▶ **Problem**
Each line of the data that mentions the string "plain" needs to be identified and copied.

▶ **Supplied data**

● ● ●

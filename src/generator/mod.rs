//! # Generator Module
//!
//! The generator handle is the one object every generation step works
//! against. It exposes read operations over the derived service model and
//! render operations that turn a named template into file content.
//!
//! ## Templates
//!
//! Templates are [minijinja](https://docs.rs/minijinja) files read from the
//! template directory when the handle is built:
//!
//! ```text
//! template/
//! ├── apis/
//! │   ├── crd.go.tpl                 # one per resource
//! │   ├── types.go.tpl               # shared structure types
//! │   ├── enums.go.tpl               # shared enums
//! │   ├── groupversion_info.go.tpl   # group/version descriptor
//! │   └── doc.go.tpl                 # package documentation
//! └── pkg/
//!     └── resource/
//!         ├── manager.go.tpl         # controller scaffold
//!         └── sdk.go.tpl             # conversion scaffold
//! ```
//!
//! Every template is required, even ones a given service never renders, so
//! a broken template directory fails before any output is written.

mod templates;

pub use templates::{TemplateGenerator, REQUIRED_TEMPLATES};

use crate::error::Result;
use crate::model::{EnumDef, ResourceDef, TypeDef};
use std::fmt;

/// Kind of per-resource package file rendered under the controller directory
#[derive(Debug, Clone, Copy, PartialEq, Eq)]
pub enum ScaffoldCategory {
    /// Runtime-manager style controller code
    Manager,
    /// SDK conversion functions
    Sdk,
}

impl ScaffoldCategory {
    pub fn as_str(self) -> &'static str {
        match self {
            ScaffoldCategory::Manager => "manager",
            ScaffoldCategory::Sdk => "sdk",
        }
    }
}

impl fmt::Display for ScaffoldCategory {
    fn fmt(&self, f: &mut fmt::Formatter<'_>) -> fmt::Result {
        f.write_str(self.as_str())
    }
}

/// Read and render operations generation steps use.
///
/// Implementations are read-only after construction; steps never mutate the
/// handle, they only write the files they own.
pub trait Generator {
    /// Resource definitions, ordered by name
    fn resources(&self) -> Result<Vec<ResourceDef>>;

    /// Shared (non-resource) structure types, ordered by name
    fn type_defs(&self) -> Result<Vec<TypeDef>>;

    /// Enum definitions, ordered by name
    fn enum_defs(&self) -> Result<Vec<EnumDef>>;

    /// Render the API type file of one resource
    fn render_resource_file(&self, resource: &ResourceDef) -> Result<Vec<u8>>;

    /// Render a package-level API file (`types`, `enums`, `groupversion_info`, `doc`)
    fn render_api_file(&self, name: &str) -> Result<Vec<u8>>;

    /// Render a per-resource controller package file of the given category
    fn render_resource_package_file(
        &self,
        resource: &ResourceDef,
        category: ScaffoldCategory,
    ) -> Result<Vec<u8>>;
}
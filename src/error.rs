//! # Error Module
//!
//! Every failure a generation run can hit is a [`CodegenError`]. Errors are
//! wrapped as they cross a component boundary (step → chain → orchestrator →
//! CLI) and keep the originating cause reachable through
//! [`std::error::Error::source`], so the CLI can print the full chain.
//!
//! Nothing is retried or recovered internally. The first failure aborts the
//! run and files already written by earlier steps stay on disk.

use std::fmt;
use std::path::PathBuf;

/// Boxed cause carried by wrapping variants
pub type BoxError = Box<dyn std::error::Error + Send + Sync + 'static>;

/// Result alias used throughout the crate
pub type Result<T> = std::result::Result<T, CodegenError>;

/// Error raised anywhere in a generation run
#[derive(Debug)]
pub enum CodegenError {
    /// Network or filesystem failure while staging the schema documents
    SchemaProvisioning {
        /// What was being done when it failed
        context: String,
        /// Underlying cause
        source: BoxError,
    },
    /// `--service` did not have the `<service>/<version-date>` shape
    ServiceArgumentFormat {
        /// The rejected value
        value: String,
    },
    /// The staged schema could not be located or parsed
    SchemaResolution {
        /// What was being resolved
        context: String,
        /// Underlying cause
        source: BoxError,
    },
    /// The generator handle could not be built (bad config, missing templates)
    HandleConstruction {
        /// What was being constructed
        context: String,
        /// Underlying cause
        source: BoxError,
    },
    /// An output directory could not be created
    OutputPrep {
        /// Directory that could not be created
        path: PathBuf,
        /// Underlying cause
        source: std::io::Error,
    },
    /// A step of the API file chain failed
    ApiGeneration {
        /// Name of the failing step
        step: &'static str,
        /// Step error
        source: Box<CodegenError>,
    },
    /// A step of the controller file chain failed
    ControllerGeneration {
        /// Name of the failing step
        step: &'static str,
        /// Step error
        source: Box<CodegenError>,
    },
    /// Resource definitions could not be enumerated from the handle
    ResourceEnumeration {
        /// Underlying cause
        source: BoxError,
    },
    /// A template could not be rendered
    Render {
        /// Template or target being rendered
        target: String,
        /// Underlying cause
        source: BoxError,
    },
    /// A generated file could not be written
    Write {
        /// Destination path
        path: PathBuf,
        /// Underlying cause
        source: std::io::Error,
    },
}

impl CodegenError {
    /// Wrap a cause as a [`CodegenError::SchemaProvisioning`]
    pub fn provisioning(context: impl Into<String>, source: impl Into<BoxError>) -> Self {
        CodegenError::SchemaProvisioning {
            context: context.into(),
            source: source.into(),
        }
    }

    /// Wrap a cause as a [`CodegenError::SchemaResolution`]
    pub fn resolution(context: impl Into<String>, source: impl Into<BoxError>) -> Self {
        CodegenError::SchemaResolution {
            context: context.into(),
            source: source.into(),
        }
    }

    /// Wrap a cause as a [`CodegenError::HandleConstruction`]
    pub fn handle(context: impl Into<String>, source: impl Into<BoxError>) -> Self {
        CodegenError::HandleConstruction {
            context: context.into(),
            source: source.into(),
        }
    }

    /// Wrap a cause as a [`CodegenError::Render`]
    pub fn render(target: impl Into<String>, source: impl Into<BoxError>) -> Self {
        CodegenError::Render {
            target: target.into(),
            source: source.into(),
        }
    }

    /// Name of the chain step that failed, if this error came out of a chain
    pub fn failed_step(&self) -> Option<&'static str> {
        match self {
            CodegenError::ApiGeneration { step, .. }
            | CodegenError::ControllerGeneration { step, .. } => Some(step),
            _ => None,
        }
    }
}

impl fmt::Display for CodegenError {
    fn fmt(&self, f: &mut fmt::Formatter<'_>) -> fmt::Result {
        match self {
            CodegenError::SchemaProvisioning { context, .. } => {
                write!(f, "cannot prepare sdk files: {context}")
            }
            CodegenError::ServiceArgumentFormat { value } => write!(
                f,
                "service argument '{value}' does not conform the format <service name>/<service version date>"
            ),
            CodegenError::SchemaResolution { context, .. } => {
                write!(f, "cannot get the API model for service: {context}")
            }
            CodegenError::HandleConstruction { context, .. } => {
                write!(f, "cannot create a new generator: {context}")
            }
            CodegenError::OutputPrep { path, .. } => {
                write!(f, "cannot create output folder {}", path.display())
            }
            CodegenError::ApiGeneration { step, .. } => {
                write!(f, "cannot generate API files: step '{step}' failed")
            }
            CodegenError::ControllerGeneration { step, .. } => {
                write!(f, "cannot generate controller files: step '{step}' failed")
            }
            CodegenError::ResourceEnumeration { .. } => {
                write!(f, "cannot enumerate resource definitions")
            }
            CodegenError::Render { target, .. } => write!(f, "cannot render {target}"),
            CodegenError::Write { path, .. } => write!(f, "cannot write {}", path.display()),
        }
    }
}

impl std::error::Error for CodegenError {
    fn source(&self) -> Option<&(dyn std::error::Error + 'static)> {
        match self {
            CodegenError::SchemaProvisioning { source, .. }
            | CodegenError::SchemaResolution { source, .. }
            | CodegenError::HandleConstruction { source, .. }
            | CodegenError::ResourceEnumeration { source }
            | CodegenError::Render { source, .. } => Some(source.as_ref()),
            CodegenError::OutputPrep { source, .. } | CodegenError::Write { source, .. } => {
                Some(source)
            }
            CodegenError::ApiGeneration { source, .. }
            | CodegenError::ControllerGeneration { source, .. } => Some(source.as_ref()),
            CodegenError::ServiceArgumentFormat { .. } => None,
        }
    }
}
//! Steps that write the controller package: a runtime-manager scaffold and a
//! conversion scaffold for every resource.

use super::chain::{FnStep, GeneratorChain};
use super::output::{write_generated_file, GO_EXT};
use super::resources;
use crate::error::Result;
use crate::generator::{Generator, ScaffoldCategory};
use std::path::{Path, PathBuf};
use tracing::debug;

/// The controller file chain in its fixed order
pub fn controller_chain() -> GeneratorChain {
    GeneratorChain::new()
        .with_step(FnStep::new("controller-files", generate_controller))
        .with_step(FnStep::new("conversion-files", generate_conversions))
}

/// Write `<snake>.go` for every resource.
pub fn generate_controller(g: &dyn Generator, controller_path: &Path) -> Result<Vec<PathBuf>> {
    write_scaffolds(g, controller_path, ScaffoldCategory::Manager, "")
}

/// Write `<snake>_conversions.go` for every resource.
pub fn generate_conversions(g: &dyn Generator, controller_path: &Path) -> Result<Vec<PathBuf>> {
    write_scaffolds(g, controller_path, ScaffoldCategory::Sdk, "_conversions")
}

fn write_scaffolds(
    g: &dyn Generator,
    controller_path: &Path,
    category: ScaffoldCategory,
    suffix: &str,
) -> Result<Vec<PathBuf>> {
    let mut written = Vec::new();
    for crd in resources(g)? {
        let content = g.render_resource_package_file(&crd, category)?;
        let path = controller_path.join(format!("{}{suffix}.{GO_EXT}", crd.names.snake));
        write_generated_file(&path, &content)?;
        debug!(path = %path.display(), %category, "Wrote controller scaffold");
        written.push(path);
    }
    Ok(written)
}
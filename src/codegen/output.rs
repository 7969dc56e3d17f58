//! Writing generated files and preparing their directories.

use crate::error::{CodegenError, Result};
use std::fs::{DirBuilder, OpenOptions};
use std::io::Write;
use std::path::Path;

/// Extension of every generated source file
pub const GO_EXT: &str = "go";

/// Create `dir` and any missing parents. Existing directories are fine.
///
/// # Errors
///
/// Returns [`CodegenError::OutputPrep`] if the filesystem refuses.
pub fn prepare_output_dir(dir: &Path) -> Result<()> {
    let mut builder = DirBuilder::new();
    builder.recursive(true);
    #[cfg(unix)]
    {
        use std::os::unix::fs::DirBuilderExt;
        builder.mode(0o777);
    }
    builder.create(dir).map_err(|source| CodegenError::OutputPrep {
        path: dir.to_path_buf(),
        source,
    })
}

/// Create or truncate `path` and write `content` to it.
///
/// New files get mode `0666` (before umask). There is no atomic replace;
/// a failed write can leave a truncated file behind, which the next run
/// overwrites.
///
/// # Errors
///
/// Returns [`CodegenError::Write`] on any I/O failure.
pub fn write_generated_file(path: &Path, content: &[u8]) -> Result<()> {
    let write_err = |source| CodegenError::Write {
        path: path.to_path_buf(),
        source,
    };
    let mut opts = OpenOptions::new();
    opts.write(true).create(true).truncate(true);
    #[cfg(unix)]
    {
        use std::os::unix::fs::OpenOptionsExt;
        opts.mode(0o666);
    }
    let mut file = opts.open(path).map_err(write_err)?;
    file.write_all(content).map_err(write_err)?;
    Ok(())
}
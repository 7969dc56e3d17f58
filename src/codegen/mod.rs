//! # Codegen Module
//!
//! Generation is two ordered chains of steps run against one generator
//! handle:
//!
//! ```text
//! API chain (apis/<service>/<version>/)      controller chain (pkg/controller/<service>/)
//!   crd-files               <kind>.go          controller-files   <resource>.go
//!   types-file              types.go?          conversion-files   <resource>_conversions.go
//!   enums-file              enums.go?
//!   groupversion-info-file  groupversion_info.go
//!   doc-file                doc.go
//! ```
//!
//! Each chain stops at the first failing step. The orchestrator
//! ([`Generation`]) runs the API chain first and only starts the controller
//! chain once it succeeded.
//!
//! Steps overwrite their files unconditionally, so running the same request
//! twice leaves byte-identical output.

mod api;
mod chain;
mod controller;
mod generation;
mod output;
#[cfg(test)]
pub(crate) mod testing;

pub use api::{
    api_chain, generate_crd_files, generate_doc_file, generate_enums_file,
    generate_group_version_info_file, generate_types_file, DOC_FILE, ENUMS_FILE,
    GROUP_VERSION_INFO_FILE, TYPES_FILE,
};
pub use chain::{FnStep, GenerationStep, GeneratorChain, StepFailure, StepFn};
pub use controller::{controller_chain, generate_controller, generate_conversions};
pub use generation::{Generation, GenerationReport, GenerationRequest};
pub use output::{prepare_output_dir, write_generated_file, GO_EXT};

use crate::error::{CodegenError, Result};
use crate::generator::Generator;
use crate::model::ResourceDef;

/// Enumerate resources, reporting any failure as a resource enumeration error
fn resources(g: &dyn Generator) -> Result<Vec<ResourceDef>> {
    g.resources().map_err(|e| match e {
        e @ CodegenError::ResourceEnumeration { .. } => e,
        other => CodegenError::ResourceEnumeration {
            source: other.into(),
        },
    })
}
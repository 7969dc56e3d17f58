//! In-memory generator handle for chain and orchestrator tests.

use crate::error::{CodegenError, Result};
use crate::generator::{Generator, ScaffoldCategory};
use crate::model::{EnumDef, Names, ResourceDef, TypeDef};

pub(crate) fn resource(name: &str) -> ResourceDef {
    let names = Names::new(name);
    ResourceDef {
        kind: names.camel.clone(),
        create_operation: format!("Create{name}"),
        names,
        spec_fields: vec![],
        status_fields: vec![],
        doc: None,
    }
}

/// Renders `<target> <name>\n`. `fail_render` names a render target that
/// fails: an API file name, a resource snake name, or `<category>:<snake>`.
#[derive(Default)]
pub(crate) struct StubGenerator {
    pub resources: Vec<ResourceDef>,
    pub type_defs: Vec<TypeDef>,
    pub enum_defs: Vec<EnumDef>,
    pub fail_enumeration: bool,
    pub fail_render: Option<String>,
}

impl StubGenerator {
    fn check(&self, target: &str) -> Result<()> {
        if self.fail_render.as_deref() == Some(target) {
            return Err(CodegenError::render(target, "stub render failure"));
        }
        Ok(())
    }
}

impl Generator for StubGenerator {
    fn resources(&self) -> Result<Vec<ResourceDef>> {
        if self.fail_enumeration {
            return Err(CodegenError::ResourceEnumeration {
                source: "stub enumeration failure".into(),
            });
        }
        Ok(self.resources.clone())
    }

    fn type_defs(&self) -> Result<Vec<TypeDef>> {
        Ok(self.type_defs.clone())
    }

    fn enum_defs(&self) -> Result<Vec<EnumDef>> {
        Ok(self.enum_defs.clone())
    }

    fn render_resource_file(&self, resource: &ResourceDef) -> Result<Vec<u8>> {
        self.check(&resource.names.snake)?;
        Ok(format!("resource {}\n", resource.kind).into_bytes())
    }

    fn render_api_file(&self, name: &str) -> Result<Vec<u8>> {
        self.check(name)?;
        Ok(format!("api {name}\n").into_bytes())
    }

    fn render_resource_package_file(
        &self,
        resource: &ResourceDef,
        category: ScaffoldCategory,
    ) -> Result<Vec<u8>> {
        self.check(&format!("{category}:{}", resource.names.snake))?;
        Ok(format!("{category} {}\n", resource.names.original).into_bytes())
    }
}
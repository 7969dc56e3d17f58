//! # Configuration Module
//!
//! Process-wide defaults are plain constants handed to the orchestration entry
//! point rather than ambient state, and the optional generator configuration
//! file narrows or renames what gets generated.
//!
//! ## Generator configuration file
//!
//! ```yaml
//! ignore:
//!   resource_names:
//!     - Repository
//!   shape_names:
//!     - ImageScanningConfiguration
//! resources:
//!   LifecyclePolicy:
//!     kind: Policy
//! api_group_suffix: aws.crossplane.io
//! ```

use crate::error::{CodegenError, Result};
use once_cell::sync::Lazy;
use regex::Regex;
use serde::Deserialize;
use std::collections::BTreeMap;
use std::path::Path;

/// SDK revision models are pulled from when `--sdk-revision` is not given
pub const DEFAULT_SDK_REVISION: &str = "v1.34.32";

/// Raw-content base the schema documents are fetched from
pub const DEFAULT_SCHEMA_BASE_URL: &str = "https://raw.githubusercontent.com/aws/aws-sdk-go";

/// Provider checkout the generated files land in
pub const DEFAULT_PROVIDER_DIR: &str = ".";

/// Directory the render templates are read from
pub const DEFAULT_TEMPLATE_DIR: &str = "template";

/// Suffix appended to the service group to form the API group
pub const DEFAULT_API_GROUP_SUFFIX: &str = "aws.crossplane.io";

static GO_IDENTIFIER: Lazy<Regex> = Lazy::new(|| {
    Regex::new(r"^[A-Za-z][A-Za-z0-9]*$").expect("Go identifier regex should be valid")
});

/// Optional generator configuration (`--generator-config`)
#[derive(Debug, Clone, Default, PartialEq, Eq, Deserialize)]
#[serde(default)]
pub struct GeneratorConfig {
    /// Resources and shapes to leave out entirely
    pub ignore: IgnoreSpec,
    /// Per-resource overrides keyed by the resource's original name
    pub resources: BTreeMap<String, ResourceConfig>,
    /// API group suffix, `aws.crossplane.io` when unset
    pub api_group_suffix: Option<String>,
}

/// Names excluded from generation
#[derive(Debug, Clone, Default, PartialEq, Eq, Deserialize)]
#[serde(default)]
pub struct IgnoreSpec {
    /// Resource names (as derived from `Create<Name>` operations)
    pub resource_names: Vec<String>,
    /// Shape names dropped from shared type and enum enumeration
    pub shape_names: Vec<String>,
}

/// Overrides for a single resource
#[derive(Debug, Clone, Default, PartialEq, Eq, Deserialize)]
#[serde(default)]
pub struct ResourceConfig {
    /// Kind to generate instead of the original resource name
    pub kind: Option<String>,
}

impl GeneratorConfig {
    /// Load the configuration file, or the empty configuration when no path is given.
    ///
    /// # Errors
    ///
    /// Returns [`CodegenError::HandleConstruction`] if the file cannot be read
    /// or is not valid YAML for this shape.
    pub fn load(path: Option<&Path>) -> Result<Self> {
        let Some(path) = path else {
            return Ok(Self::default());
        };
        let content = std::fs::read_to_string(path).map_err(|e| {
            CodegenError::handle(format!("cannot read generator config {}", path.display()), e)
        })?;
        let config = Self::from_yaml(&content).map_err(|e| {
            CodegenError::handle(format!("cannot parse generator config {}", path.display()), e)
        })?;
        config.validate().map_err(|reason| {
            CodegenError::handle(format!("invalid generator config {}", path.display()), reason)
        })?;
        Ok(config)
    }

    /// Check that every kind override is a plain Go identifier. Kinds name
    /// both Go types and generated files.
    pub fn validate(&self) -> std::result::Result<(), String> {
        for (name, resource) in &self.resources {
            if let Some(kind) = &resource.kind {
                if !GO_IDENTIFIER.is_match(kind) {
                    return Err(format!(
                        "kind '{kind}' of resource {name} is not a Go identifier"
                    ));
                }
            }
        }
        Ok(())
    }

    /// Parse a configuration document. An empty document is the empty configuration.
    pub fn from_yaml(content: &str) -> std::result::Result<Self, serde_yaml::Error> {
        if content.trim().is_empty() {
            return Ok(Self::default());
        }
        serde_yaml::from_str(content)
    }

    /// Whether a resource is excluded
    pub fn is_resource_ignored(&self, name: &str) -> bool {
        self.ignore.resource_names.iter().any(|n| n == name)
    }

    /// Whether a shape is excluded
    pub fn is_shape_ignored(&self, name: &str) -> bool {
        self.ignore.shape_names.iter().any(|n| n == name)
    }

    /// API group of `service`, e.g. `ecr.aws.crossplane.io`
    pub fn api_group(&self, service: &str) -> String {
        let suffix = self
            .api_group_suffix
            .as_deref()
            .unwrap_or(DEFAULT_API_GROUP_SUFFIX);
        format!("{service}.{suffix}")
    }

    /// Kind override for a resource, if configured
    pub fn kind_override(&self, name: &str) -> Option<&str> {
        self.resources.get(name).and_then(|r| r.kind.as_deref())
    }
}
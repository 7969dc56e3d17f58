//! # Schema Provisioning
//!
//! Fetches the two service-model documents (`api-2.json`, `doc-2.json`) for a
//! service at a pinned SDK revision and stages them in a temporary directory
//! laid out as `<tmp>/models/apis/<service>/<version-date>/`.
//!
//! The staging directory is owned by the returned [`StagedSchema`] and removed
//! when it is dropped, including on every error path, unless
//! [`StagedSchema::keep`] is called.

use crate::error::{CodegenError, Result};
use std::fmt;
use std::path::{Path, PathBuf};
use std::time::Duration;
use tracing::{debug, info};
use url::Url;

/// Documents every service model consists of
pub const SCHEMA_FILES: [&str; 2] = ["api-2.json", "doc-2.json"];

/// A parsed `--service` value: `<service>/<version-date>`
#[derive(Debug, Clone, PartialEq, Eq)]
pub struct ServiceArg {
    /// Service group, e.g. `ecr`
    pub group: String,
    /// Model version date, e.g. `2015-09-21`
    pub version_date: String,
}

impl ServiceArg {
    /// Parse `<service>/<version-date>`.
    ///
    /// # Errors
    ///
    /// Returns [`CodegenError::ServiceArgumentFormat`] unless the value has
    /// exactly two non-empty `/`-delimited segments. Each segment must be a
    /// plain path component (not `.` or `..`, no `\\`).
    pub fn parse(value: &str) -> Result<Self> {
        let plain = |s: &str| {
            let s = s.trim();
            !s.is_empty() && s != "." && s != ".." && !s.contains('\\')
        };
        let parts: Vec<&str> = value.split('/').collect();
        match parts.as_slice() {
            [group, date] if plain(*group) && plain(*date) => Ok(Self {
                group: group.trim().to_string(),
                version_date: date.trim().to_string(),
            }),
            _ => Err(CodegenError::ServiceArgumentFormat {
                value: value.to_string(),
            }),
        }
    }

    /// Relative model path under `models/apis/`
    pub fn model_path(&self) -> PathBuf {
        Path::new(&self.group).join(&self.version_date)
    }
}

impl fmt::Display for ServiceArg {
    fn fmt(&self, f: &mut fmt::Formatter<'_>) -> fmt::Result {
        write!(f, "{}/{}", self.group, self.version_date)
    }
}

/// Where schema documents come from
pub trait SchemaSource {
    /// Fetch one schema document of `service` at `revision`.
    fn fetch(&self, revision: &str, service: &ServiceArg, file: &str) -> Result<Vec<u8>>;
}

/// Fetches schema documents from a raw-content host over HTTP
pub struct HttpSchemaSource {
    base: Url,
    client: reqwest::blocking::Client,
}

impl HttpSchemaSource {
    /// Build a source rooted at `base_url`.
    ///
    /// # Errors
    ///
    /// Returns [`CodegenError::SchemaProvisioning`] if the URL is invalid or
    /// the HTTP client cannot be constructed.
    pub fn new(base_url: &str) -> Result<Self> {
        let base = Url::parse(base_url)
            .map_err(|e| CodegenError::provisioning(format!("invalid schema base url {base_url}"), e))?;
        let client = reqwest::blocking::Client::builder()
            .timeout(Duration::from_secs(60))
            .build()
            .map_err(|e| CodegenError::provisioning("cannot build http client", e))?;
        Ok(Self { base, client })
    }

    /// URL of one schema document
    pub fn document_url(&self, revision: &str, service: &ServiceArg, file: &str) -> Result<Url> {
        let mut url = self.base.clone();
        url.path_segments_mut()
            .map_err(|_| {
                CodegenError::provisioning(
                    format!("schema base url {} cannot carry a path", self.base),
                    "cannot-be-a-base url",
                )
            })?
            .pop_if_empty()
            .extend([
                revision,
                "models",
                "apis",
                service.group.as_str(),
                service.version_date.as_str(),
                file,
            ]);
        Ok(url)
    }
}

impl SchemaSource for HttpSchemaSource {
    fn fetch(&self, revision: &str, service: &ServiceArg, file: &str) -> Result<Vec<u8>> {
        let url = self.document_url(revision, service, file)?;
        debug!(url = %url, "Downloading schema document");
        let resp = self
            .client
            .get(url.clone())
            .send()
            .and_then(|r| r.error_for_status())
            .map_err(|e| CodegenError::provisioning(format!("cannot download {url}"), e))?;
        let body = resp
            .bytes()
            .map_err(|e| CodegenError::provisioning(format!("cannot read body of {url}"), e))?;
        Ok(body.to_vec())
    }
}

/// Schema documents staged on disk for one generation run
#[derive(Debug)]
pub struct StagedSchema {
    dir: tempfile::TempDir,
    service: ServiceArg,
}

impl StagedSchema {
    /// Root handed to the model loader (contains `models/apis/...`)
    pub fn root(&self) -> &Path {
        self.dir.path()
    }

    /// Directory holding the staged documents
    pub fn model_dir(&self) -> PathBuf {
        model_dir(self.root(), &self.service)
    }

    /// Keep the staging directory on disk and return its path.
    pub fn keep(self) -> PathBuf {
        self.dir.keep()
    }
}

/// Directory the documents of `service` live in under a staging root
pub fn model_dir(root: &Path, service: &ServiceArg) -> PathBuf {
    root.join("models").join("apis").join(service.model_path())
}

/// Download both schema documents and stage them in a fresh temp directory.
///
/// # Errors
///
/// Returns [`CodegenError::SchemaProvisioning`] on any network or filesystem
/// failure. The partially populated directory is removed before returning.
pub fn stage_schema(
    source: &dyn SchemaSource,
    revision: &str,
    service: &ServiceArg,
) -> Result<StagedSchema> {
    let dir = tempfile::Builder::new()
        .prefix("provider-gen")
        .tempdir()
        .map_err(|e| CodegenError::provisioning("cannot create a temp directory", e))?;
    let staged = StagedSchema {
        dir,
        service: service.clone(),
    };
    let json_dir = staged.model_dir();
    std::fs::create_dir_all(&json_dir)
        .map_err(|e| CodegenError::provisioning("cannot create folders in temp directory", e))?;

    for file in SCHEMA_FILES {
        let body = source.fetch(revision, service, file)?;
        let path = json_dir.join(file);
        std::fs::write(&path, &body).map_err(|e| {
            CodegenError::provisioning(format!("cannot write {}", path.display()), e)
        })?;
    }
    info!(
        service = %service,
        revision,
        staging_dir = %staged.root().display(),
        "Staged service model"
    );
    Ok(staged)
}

● ● ●

▶ **Task output**
//! Process-wide defaults are plain constants handed to the orchestration entry
    /// Check that every kind override is a plain Go identifier. Kinds name
    /// plain path component (not `.` or `..`, no `\\`).
        let plain = |s: &str| {
            [group, date] if plain(*group) && plain(*date) => Ok(Self {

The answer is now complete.